(Dataset entries)

------------------------

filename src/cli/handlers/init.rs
use std::path::Path;

use crate::cli::commands::InitArgs;
use crate::io::table_io;

const TABLE_TOML_TEMPLATE: &str = r##"[table]
name = "{name}"
# Payload columns shown by `gt show`, in order. Leave empty to show all.
columns = ["name", "qty"]

# --- Order keys ---
# Rows are sorted by `order`. Moves only rewrite the keys of what moved, by
# splitting the gap between neighbors. After many moves into the same spot
# the gaps get tiny; `gt check` warns below `min_gap`, and `gt normalize`
# spaces every key `normalize_step` apart again.
[order]
min_gap = 1e-9
normalize_step = 1.0

# --- Rows ---
# `group` clusters rows; the first row of each group carries `span`, the
# number of rows its group cell covers. Any other key is display payload
# and may hold any TOML value.

[[rows]]
id = "r1"
group = "fruit"
order = 1.0
span = 3
name = "Apple"
qty = 3

[[rows]]
id = "r2"
group = "fruit"
order = 2.0
name = "Pear"
qty = 1

[[rows]]
id = "r3"
group = "fruit"
order = 3.0
name = "Plum"
qty = 6

[[rows]]
id = "r4"
group = "dairy"
order = 4.0
span = 2
name = "Milk"
qty = 2

[[rows]]
id = "r5"
group = "dairy"
order = 5.0
name = "Cheese"
qty = 1

[[rows]]
id = "r6"
group = "bakery"
order = 6.0
span = 1
name = "Bread"
qty = 1
"##;

/// Infer a table name from a directory name: replace hyphens with spaces, title-case.
fn infer_name(dir_name: &str) -> String {
    dir_name
        .split(['-', '_'])
        .filter(|w| !w.is_empty())
        .map(|word| {
            let mut chars = word.chars();
            match chars.next() {
                None => String::new(),
                Some(c) => {
                    let upper: String = c.to_uppercase().collect();
                    upper + chars.as_str()
                }
            }
        })
        .collect::<Vec<_>>()
        .join(" ")
}

/// Render the starter table for `name`
pub fn starter_table(name: &str) -> String {
    let escaped = name.replace('\\', "\\\\").replace('"', "\\\"");
    TABLE_TOML_TEMPLATE.replace("{name}", &escaped)
}

pub fn cmd_init(args: InitArgs, dir: &Path) -> Result<(), Box<dyn std::error::Error>> {
    let name = match args.name {
        Some(name) => name,
        None => {
            let dir_name = dir
                .file_name()
                .and_then(|n| n.to_str())
                .unwrap_or("table");
            infer_name(dir_name)
        }
    };

    let path = table_io::write_new_table(dir, &starter_table(&name), args.force)?;
    println!("created {}", path.display());
    Ok(())
}
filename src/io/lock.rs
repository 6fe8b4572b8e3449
use std::fs::{self, File, OpenOptions};
use std::path::{Path, PathBuf};
use std::time::{Duration, Instant};

use tracing::debug;

/// Name of the lock file, created next to table.toml
const LOCK_FILE: &str = ".table.lock";

/// Advisory lock held across a load → reorder → save cycle, so two `gt`
/// processes never interleave writes to the same table.
pub struct TableLock {
    _file: File,
    path: PathBuf,
}

/// Error type for lock operations
#[derive(Debug, thiserror::Error)]
pub enum LockError {
    #[error("could not create lock file at {path}: {source}")]
    CreateError {
        path: PathBuf,
        source: std::io::Error,
    },
    #[error("could not lock {path}: another gt process is writing this table")]
    Timeout { path: PathBuf },
    #[error("lock error: {0}")]
    IoError(#[from] std::io::Error),
}

impl TableLock {
    /// Lock the table in `root`, waiting up to `timeout`.
    pub fn acquire(root: &Path, timeout: Duration) -> Result<Self, LockError> {
        let path = root.join(LOCK_FILE);
        let file = OpenOptions::new()
            .create(true)
            .write(true)
            .truncate(false)
            .open(&path)
            .map_err(|e| LockError::CreateError {
                path: path.clone(),
                source: e,
            })?;

        let deadline = Instant::now() + timeout;
        while try_lock(&file).is_err() {
            if Instant::now() >= deadline {
                return Err(LockError::Timeout { path });
            }
            std::thread::sleep(Duration::from_millis(10));
        }
        debug!(path = %path.display(), "acquired table lock");
        Ok(TableLock { _file: file, path })
    }

    /// Lock with the default 5 second timeout
    pub fn acquire_default(root: &Path) -> Result<Self, LockError> {
        Self::acquire(root, Duration::from_secs(5))
    }
}

impl Drop for TableLock {
    fn drop(&mut self) {
        // flock is released when the file closes
        let _ = fs::remove_file(&self.path);
    }
}

#[cfg(unix)]
fn try_lock(file: &File) -> Result<(), std::io::Error> {
    use std::os::unix::io::AsRawFd;
    let result = unsafe { libc::flock(file.as_raw_fd(), libc::LOCK_EX | libc::LOCK_NB) };
    if result == 0 {
        Ok(())
    } else {
        Err(std::io::Error::last_os_error())
    }
}

#[cfg(not(unix))]
fn try_lock(_file: &File) -> Result<(), std::io::Error> {
    Ok(())
}
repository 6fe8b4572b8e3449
use tracing::{debug, warn};

use crate::model::item::ItemId;
use crate::model::row::Row;
use crate::ops::classify::{MoveError, classify};
use crate::ops::grouping::find_group;
use crate::ops::reinsert::{Bounds, reinsert_group, reinsert_row};
use crate::ops::span::recompute_spans;

/// Drop `active` onto `over` and return the updated rows.
///
/// Any move that cannot be carried out (unknown ids, dropping an item onto
/// itself, keys too close together to split) returns the input unchanged.
/// Use [`try_reorder`] to find out why.
pub fn reorder(rows: &[Row], active: &ItemId, over: &ItemId) -> Vec<Row> {
    match try_reorder(rows, active, over) {
        Ok(out) => out,
        Err(e @ MoveError::PrecisionExhausted { .. }) => {
            warn!(%active, %over, "move rejected: {}", e);
            rows.to_vec()
        }
        Err(e) => {
            debug!(%active, %over, "move ignored: {}", e);
            rows.to_vec()
        }
    }
}

/// Like [`reorder`], but reports why nothing happened.
///
/// On success only the moved row, or every member of the moved group, gets a
/// new key. The result is sorted by key with group spans recomputed.
pub fn try_reorder(rows: &[Row], active: &ItemId, over: &ItemId) -> Result<Vec<Row>, MoveError> {
    let plan = classify(rows, active, over)?;
    debug!(
        %active,
        %over,
        direction = ?plan.direction,
        boundary = plan.boundary,
        "resolved move"
    );

    let mut out = rows.to_vec();
    match &plan.active {
        ItemId::Row(id) => {
            let (bounds, key) = reinsert_row(rows, plan.direction, plan.boundary);
            check_precision(bounds, &[key])?;
            if let Some(row) = out.iter_mut().find(|r| r.id == *id) {
                row.order = key;
                row.group = plan.target_group.clone();
            }
        }
        ItemId::Group(id) => {
            let group = find_group(rows, id).ok_or_else(|| MoveError::UnknownGroup(id.clone()))?;
            let (bounds, keys) = reinsert_group(rows, plan.direction, plan.boundary, group.len());
            check_precision(bounds, &keys)?;
            for (member, key) in group.members.iter().zip(keys) {
                if let Some(row) = out.iter_mut().find(|r| r.id == member.id) {
                    row.order = key;
                }
            }
        }
    }

    Ok(recompute_spans(&out))
}

fn check_precision(bounds: Bounds, keys: &[f64]) -> Result<(), MoveError> {
    if bounds.admits(keys) {
        Ok(())
    } else {
        Err(MoveError::PrecisionExhausted {
            up: bounds.up,
            down: bounds.down,
        })
    }
}

#[cfg(test)]
mod tests {
    use super::*;

    /// a: r1 r2 r3, b: r4 r5, c: r6
    fn sample_rows() -> Vec<Row> {
        recompute_spans(&[
            Row::new("r1", "a", 1.0).with_field("name", "Apple"),
            Row::new("r2", "a", 2.0).with_field("name", "Pear"),
            Row::new("r3", "a", 3.0).with_field("name", "Plum"),
            Row::new("r4", "b", 4.0).with_field("name", "Milk"),
            Row::new("r5", "b", 5.0).with_field("name", "Cheese"),
            Row::new("r6", "c", 6.0).with_field("name", "Bread"),
        ])
    }

    fn find<'a>(rows: &'a [Row], id: &str) -> &'a Row {
        rows.iter().find(|r| r.id == id).unwrap()
    }

    fn ids(rows: &[Row]) -> Vec<&str> {
        rows.iter().map(|r| r.id.as_str()).collect()
    }

    #[test]
    fn test_row_into_other_group() {
        let rows = sample_rows();
        let out = reorder(&rows, &ItemId::row("r2"), &ItemId::row("r4"));

        let moved = find(&out, "r2");
        assert_eq!(moved.order, 4.5);
        assert_eq!(moved.group, "b");
        assert_eq!(moved.field_text("name").as_deref(), Some("Pear"));

        for id in ["r1", "r3", "r4", "r5", "r6"] {
            assert_eq!(find(&out, id).order, find(&rows, id).order, "{} moved", id);
        }
        assert_eq!(ids(&out), vec!["r1", "r3", "r4", "r2", "r5", "r6"]);
        assert_eq!(find(&out, "r1").span, Some(2));
        assert_eq!(find(&out, "r4").span, Some(3));
    }

    #[test]
    fn test_group_to_top() {
        let rows = sample_rows();
        let out = reorder(&rows, &ItemId::group("b"), &ItemId::row("r1"));

        let r4 = find(&out, "r4").order;
        let r5 = find(&out, "r5").order;
        assert!((r4 - 1.0 / 3.0).abs() < 1e-12);
        assert!((r5 - 2.0 / 3.0).abs() < 1e-12);
        for id in ["r1", "r2", "r3", "r6"] {
            assert_eq!(find(&out, id).order, find(&rows, id).order);
        }
        assert_eq!(ids(&out), vec!["r4", "r5", "r1", "r2", "r3", "r6"]);
        assert_eq!(find(&out, "r4").span, Some(2));
    }

    #[test]
    fn test_group_to_bottom() {
        let out = reorder(&sample_rows(), &ItemId::group("a"), &ItemId::group("c"));
        assert_eq!(ids(&out), vec!["r4", "r5", "r6", "r1", "r2", "r3"]);
        let keys: Vec<f64> = out[3..].iter().map(|r| r.order).collect();
        assert_eq!(keys, vec![7.0, 8.0, 9.0]);
    }

    #[test]
    fn test_group_between_groups() {
        let out = reorder(&sample_rows(), &ItemId::group("c"), &ItemId::group("b"));
        assert_eq!(ids(&out), vec!["r1", "r2", "r3", "r6", "r4", "r5"]);
        assert_eq!(find(&out, "r6").order, 3.5);
    }

    #[test]
    fn test_row_within_group() {
        let out = reorder(&sample_rows(), &ItemId::row("r1"), &ItemId::row("r2"));
        assert_eq!(ids(&out), vec!["r2", "r1", "r3", "r4", "r5", "r6"]);
        assert_eq!(find(&out, "r1").order, 2.5);
        // r2 is the new header of a
        assert_eq!(find(&out, "r2").span, Some(3));
        assert_eq!(find(&out, "r1").span, None);
    }

    #[test]
    fn test_last_row_leaves_singleton_group() {
        let out = reorder(&sample_rows(), &ItemId::row("r6"), &ItemId::row("r5"));
        assert_eq!(find(&out, "r6").group, "b");
        assert_eq!(find(&out, "r6").order, 4.5);
        assert!(out.iter().all(|r| r.group != "c"));
        assert_eq!(find(&out, "r4").span, Some(3));
    }

    #[test]
    fn test_same_row_is_identical() {
        let rows = sample_rows();
        assert_eq!(reorder(&rows, &ItemId::row("r3"), &ItemId::row("r3")), rows);
    }

    #[test]
    fn test_unresolvable_is_identical() {
        let rows = sample_rows();
        assert_eq!(reorder(&rows, &ItemId::row("gone"), &ItemId::row("r3")), rows);
        assert_eq!(reorder(&rows, &ItemId::row("r1"), &ItemId::group("gone")), rows);
    }

    #[test]
    fn test_try_reorder_reports_reason() {
        let rows = sample_rows();
        assert_eq!(
            try_reorder(&rows, &ItemId::group("zz"), &ItemId::row("r1")),
            Err(MoveError::UnknownGroup("zz".into()))
        );
    }

    #[test]
    fn test_exhausted_gap_leaves_rows_unchanged() {
        let up = 1.0_f64;
        let rows = recompute_spans(&[
            Row::new("a", "g", up),
            Row::new("b", "g", f64::from_bits(up.to_bits() + 1)),
            Row::new("c", "g", 5.0),
        ]);
        let result = try_reorder(&rows, &ItemId::row("c"), &ItemId::row("b"));
        assert!(matches!(result, Err(MoveError::PrecisionExhausted { .. })));
        assert_eq!(reorder(&rows, &ItemId::row("c"), &ItemId::row("b")), rows);
    }
}
use tracing::info;

use crate::model::row::Row;
use crate::ops::grouping::{Renumber, flatten, partition};
use crate::ops::span::recompute_spans;

/// The largest order key strictly below `key`, if any.
pub fn previous_key(rows: &[Row], key: f64) -> Option<f64> {
    rows.iter()
        .map(|r| r.order)
        .filter(|&k| k < key)
        .max_by(|a, b| a.total_cmp(b))
}

/// The smallest order key strictly above `key`, if any.
pub fn next_key(rows: &[Row], key: f64) -> Option<f64> {
    rows.iter()
        .map(|r| r.order)
        .filter(|&k| k > key)
        .min_by(|a, b| a.total_cmp(b))
}

/// Smallest distance between two adjacent keys. `None` with fewer than two rows.
pub fn smallest_gap(rows: &[Row]) -> Option<f64> {
    let mut keys: Vec<f64> = rows.iter().map(|r| r.order).collect();
    keys.sort_by(|a, b| a.total_cmp(b));
    keys.windows(2)
        .map(|w| w[1] - w[0])
        .min_by(|a, b| a.total_cmp(b))
}

/// Rewrite every key to `step, 2*step, 3*step, ...` in current group order.
///
/// This is the maintenance pass for tables whose keys have been split so many
/// times that midpoints are running out of precision. It touches every row, so
/// it is never run as part of a move.
pub fn renormalize(rows: &[Row], step: f64) -> Vec<Row> {
    let groups = partition(rows);
    let out = flatten(groups, Renumber::Sequential { step });
    info!(rows = out.len(), step, "renormalized order keys");
    recompute_spans(&out)
}
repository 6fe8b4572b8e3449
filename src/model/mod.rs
pub mod config;
pub mod item;
pub mod row;
pub mod table;

pub use config::*;
pub use item::*;
pub use row::*;
pub use table::*;
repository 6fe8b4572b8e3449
pub mod unicode;
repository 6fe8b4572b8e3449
use std::env;

use clap::Parser;
use grouptable::cli::commands::Cli;
use grouptable::cli::handlers;
use tracing_subscriber::{EnvFilter, fmt, prelude::*};

fn main() {
    let cli = Cli::parse();
    init_tracing(cli.verbose);

    if let Err(e) = handlers::dispatch(cli) {
        eprintln!("error: {}", e);
        std::process::exit(1);
    }
}

/// Logs go to stderr so `--json` output on stdout stays parseable.
fn init_tracing(verbose: bool) {
    let filter = EnvFilter::try_from_env("GT_LOG").unwrap_or_else(|_| {
        EnvFilter::new(if verbose {
            "grouptable=debug,warn"
        } else {
            "grouptable=warn"
        })
    });

    let format = env::var("GT_LOG_FORMAT").unwrap_or_else(|_| "compact".to_string());
    let registry = tracing_subscriber::registry().with(filter);

    match format.as_str() {
        "json" => {
            registry
                .with(fmt::layer().json().with_ansi(false).with_writer(std::io::stderr))
                .init();
        }
        _ => {
            registry
                .with(fmt::layer().compact().with_writer(std::io::stderr))
                .init();
        }
    }
}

------------------------

Work item: Taking the entries from their first line through the line with "min_gap = 1e-9", inclusive, restate each line word for word and give nothing else.

Response to this exercise:
filename src/cli/handlers/init.rs
use std::path::Path;

use crate::cli::commands::InitArgs;
use crate::io::table_io;

const TABLE_TOML_TEMPLATE: &str = r##"[table]
name = "{name}"
# Payload columns shown by `gt show`, in order. Leave empty to show all.
columns = ["name", "qty"]

# --- Order keys ---
# Rows are sorted by `order`. Moves only rewrite the keys of what moved, by
# splitting the gap between neighbors. After many moves into the same spot
# the gaps get tiny; `gt check` warns below `min_gap`, and `gt normalize`
# spaces every key `normalize_step` apart again.
[order]
min_gap = 1e-9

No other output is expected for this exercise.